Poll: Majority of Americans say border control is more important to immigration reform

posted at 7:40 pm on February 23, 2012 by Tina Korbe

While President Barack Obama attempts to convince Latino voters that he’d make good on his promise of immigration reform in his second term and while Congress prepares to investigate the constitutionality of state-level anti-illegal-immigration laws, the American people proclaim that their top immigration-related priority is still to secure the border:

Voters continue to name border control as the more important issue in immigration reform, but they also still support a welcoming immigration policy.

A new Rasmussen Reports national telephone survey finds that 59 percent of likely U.S. voters think when it comes to immigration reform, gaining control of the border is more important than legalizing the status of illegal immigrants who are already in this country. That’s down two points from last month but in line with findings on the question since February 2007.

Thirty-four percent (34%) of voters think it is more important to legalize the status of undocumented workers already living here, unchanged from last month.

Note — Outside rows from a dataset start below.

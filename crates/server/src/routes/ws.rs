// crates/server/src/routes/ws.rs
//! WebSocket endpoint for real-time job updates.
//!
//! - `WS /api/v1/ws/jobs/:job_id` -- stream of progression events
//!
//! A connection registers one sink with the subscriber registry and forwards
//! every event as a JSON text frame, in emission order, until the client
//! disconnects. Inbound frames only keep the connection alive; they drive no
//! state change.

use std::sync::Arc;

use axum::{
    extract::ws::{Message, WebSocket},
    extract::{Path, State, WebSocketUpgrade},
    response::Response,
    routing::get,
    Router,
};

use crate::state::AppState;

/// Build the WebSocket sub-router.
pub fn router() -> Router<Arc<AppState>> {
    Router::new().route("/ws/jobs/{job_id}", get(ws_job_updates))
}

/// WS /api/v1/ws/jobs/:job_id - Upgrade and stream job events.
///
/// Subscription is keyed by job id alone; connecting before the job exists
/// (or after it completed) is allowed and simply yields no events.
async fn ws_job_updates(
    State(state): State<Arc<AppState>>,
    Path(job_id): Path<String>,
    ws: WebSocketUpgrade,
) -> Response {
    ws.on_upgrade(move |socket| handle_socket(state, job_id, socket))
}

async fn handle_socket(state: Arc<AppState>, job_id: String, mut socket: WebSocket) {
    let (subscriber_id, mut events) = state.subscribers.subscribe(&job_id);
    tracing::debug!(job_id = %job_id, subscriber_id, "WebSocket client connected");

    loop {
        tokio::select! {
            event = events.recv() => {
                let Some(event) = event else { break };
                let frame = match serde_json::to_string(&event) {
                    Ok(json) => json,
                    Err(e) => {
                        tracing::error!(job_id = %job_id, error = %e, "Failed to encode event");
                        continue;
                    }
                };
                if socket.send(Message::Text(frame.into())).await.is_err() {
                    // Client went away between disconnect and deregistration.
                    break;
                }
            }
            inbound = socket.recv() => {
                match inbound {
                    Some(Ok(Message::Close(_))) | Some(Err(_)) | None => break,
                    Some(Ok(_)) => {}
                }
            }
        }
    }

    state.subscribers.unsubscribe(&job_id, subscriber_id);
    tracing::debug!(job_id = %job_id, subscriber_id, "WebSocket client disconnected");
}

#[cfg(test)]
mod tests {
    use super::*;

    #[test]
    fn test_router_creation() {
        let _router = router();
    }
}
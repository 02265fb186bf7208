// crates/server/src/store.rs
//! In-memory job and record stores.
//!
//! Both stores live for the whole process and are shared behind `Arc` in
//! [`crate::state::AppState`]. Jobs are never deleted once created. Uses
//! `std::sync::RwLock` (not tokio's): no guard is ever held across an
//! `.await` point and reads vastly outnumber writes.

use std::collections::HashMap;
use std::sync::{Arc, RwLock};

use crate::models::{ProviderRecord, Recommendation, ValidationJob};

/// In-memory map of job id to job state.
#[derive(Default)]
pub struct JobStore {
    jobs: RwLock<HashMap<String, ValidationJob>>,
}

impl JobStore {
    pub fn new() -> Self {
        Self::default()
    }

    /// Insert a newly created job. The caller guarantees id uniqueness
    /// (ids come from uuid v4).
    pub fn insert(&self, job: ValidationJob) {
        match self.jobs.write() {
            Ok(mut jobs) => {
                jobs.insert(job.id.clone(), job);
            }
            Err(e) => tracing::error!("RwLock poisoned writing jobs map: {e}"),
        }
    }

    /// Snapshot of a single job, or None if it was never created.
    pub fn get(&self, id: &str) -> Option<ValidationJob> {
        match self.jobs.read() {
            Ok(jobs) => jobs.get(id).cloned(),
            Err(e) => {
                tracing::error!("RwLock poisoned reading jobs map: {e}");
                None
            }
        }
    }

    /// Snapshot of all jobs, in arbitrary order.
    pub fn list(&self) -> Vec<ValidationJob> {
        match self.jobs.read() {
            Ok(jobs) => jobs.values().cloned().collect(),
            Err(e) => {
                tracing::error!("RwLock poisoned reading jobs map: {e}");
                Vec::new()
            }
        }
    }

    /// Mutate a job in place. Only the progression engine owning the job may
    /// call this; there is exactly one engine per job, so writes never race
    /// each other.
    pub(crate) fn update(&self, id: &str, f: impl FnOnce(&mut ValidationJob)) {
        match self.jobs.write() {
            Ok(mut jobs) => {
                if let Some(job) = jobs.get_mut(id) {
                    f(job);
                }
            }
            Err(e) => tracing::error!("RwLock poisoned updating job: {e}"),
        }
    }

    /// Count of jobs in `queued` or `processing` status.
    pub fn count_active(&self) -> usize {
        match self.jobs.read() {
            Ok(jobs) => jobs.values().filter(|j| j.status.is_active()).count(),
            Err(e) => {
                tracing::error!("RwLock poisoned reading jobs map: {e}");
                0
            }
        }
    }
}

/// Aggregate figures over every stored record, for the dashboard.
#[derive(Debug, Default, Clone, Copy, PartialEq)]
pub struct RecordTotals {
    pub total: usize,
    pub confidence_sum: f64,
    pub manual_review: usize,
}

/// In-memory map of job id to its immutable, pre-generated record sequence.
#[derive(Default)]
pub struct RecordStore {
    records: RwLock<HashMap<String, Arc<Vec<ProviderRecord>>>>,
}

impl RecordStore {
    pub fn new() -> Self {
        Self::default()
    }

    /// Store the full record set for a job. Called exactly once per job,
    /// before its first progression tick.
    pub fn put(&self, job_id: &str, records: Vec<ProviderRecord>) {
        match self.records.write() {
            Ok(mut map) => {
                map.insert(job_id.to_string(), Arc::new(records));
            }
            Err(e) => tracing::error!("RwLock poisoned writing records map: {e}"),
        }
    }

    /// The full record sequence for a job.
    pub fn all(&self, job_id: &str) -> Option<Arc<Vec<ProviderRecord>>> {
        match self.records.read() {
            Ok(map) => map.get(job_id).cloned(),
            Err(e) => {
                tracing::error!("RwLock poisoned reading records map: {e}");
                None
            }
        }
    }

    /// One 1-indexed page of a job's records plus the total count.
    ///
    /// Out-of-range pages clamp to an empty slice rather than erroring; a
    /// missing job behaves like an empty record set (the route layer 404s on
    /// unknown jobs before getting here).
    pub fn page(&self, job_id: &str, page: usize, page_size: usize) -> (Vec<ProviderRecord>, usize) {
        let Some(all) = self.all(job_id) else {
            return (Vec::new(), 0);
        };
        let total = all.len();
        let start = page.saturating_sub(1).saturating_mul(page_size).min(total);
        let end = start.saturating_add(page_size).min(total);
        (all[start..end].to_vec(), total)
    }

    /// Linear scan for a record by id within one job's set.
    pub fn find(&self, job_id: &str, record_id: &str) -> Option<ProviderRecord> {
        self.all(job_id)?
            .iter()
            .find(|r| r.id == record_id)
            .cloned()
    }

    /// Totals across every job's records, for the dashboard metrics.
    pub fn totals(&self) -> RecordTotals {
        match self.records.read() {
            Ok(map) => {
                let mut totals = RecordTotals::default();
                for records in map.values() {
                    for record in records.iter() {
                        totals.total += 1;
                        totals.confidence_sum += record.overall_confidence;
                        if record.recommendation == Recommendation::ManualReview {
                            totals.manual_review += 1;
                        }
                    }
                }
                totals
            }
            Err(e) => {
                tracing::error!("RwLock poisoned reading records map: {e}");
                RecordTotals::default()
            }
        }
    }
}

Michael Scherer argues in this month’s Time cover story that Latinos will pick the next president. That doesn’t seem like such a stretch. Given that, it’s hard not to think that immigration might be the single issue Republicans are least prepared to address in the general election — not because Obama has a better message on it, but because nobody has an adequate response to the issue. Now’s the time for all the GOP candidates to refocus their immigration message on border control. If they want to broaden the discussion from border control to immigration reform, then they need to brush up on a few facts. Illegal immigration isn’t the only problem with our immigration system; we’re also plagued with an outdated quota system and a lack of a national consensus about what kind of immigrants we want to attract to this country. Many of our hard-working, family-oriented southern neighbors who still believe in the American Dream and want to create a better future for their children are precisely the sort of immigrants for whom we should want to ease the process to come here legally in the first place.